▶ _Problem requirements_
Filter these entries down to lines holding "when".

#### Records for processing ####

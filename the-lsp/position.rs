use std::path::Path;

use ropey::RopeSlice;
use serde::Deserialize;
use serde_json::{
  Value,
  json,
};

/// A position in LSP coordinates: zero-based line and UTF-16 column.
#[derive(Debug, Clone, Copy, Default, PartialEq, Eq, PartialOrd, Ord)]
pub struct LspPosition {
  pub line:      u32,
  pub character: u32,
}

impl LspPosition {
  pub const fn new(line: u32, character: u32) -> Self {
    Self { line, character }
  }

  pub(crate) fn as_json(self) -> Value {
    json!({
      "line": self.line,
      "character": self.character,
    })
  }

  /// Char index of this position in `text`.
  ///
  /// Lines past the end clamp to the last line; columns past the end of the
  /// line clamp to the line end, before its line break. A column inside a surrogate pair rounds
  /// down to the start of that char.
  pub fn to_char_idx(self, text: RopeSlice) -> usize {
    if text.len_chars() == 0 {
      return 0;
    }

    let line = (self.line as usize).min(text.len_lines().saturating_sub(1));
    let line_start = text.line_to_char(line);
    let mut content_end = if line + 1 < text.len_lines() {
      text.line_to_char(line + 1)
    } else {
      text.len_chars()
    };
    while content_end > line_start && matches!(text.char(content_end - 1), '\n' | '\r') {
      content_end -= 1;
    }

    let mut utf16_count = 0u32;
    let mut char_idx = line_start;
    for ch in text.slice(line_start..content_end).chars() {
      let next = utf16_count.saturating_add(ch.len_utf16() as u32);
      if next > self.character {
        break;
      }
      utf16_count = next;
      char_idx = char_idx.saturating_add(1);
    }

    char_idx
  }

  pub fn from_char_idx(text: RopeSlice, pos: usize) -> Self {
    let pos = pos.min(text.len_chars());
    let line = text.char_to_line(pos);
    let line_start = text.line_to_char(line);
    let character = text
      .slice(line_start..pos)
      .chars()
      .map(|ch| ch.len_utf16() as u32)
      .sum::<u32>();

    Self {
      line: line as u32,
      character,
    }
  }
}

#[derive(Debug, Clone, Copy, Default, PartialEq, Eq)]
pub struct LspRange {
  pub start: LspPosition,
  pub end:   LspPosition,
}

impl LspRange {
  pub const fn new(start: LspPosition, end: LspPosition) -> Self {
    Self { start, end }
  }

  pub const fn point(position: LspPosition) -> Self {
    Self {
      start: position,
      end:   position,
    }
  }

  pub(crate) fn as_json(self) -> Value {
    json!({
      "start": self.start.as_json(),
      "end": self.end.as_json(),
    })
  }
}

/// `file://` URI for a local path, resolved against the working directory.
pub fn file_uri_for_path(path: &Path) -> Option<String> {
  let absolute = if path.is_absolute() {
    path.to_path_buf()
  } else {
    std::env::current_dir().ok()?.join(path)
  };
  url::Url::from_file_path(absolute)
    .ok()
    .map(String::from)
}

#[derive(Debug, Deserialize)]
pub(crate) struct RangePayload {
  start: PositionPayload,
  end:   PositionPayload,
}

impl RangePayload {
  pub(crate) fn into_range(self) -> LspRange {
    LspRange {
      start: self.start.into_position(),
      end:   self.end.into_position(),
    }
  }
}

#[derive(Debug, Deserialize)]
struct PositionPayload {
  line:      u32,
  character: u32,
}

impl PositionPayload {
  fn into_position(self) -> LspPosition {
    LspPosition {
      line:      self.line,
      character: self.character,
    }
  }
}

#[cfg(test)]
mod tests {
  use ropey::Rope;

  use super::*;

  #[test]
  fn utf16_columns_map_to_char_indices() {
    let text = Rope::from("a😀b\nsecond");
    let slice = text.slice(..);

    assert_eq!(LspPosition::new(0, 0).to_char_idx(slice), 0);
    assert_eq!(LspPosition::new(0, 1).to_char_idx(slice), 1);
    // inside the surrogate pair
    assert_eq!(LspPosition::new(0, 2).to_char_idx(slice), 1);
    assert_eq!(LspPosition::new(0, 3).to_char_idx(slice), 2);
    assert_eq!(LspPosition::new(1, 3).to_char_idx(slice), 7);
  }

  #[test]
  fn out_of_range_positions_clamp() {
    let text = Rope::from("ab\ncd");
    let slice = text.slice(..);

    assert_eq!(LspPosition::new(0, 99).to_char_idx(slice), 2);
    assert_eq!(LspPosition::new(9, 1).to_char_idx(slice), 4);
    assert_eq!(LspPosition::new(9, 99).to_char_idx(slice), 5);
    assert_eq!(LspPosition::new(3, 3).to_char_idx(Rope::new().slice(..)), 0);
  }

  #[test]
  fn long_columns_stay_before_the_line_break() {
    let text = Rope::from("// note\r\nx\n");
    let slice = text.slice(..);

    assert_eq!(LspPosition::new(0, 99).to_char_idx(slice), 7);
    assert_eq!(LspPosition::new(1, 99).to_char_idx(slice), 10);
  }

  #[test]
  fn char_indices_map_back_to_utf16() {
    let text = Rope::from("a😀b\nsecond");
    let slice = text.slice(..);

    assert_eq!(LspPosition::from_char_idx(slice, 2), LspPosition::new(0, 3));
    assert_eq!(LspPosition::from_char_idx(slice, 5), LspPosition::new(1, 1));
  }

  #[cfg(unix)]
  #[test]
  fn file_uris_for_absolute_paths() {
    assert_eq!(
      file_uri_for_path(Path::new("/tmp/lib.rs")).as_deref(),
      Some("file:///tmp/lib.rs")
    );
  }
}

####
#### Records for processing ####

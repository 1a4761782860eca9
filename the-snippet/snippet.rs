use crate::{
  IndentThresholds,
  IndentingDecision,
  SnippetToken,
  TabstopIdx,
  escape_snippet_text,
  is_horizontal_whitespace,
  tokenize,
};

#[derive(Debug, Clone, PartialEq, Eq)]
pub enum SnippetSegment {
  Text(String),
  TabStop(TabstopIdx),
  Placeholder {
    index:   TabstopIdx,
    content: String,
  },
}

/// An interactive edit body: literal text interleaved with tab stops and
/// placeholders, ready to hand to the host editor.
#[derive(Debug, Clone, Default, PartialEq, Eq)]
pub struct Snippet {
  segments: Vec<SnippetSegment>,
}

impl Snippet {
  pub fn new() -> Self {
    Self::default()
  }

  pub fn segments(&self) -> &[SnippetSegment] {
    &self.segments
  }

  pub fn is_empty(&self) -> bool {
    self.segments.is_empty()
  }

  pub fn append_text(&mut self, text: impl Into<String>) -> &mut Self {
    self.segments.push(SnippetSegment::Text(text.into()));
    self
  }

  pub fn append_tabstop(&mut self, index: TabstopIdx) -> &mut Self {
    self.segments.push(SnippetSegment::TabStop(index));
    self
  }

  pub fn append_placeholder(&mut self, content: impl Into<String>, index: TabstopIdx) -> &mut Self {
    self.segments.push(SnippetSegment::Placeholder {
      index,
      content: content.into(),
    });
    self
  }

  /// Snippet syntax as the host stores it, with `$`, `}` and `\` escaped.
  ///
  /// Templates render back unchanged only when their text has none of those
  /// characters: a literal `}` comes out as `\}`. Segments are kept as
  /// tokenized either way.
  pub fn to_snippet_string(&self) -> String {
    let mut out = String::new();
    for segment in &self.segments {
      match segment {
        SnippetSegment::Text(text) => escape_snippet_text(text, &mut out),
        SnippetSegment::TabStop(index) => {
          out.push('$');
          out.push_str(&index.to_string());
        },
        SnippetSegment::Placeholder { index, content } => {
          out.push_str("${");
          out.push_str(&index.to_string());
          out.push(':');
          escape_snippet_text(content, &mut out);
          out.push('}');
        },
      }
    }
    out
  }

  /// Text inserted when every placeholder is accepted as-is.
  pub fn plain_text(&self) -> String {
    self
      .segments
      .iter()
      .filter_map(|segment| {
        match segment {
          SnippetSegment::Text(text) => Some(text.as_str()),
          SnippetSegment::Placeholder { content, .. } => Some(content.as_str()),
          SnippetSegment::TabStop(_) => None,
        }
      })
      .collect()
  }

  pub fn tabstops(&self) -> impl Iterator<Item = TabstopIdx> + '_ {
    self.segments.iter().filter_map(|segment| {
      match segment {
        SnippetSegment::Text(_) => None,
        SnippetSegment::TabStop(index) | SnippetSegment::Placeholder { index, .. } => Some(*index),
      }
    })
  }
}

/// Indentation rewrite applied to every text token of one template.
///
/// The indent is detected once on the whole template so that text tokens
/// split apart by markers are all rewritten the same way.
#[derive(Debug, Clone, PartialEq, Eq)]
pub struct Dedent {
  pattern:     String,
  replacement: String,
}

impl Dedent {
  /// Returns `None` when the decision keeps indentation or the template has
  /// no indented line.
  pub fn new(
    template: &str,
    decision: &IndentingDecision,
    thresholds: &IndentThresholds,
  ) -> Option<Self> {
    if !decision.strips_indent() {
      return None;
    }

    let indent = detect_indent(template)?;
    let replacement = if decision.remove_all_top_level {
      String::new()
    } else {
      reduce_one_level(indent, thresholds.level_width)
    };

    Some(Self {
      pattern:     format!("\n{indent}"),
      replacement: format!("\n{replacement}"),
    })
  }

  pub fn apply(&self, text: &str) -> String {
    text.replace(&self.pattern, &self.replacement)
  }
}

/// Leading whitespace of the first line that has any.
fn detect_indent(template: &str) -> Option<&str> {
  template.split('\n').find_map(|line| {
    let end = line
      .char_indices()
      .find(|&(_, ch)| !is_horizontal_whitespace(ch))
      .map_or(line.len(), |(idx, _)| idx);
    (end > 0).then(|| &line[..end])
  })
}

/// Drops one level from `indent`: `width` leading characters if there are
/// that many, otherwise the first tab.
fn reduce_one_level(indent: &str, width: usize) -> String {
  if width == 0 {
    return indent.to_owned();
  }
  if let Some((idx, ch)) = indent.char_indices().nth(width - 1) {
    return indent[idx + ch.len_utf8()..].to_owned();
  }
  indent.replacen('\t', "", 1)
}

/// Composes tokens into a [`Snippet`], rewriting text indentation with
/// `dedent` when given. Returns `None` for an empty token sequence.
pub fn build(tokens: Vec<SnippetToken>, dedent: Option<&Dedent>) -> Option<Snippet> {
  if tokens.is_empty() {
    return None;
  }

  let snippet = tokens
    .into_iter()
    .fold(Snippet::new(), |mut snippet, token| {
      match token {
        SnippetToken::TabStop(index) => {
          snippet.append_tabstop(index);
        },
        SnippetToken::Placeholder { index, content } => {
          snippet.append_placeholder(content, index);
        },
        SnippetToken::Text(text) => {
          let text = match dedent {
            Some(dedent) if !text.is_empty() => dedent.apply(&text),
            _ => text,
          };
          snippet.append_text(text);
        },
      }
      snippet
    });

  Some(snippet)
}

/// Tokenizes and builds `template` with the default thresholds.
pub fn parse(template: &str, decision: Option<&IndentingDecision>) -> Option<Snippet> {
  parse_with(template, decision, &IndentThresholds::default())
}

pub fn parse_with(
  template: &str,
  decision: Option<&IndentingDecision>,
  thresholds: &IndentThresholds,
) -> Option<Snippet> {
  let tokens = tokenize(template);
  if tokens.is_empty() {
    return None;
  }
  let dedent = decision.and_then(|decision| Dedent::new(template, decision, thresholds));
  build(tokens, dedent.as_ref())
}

####

▶ _Result of the exercise_
  /// Templates render back unchanged only when their text has none of those
  /// Text inserted when every placeholder is accepted as-is.
  /// Returns `None` when the decision keeps indentation or the template has
/// `dedent` when given. Returns `None` for an empty token sequence.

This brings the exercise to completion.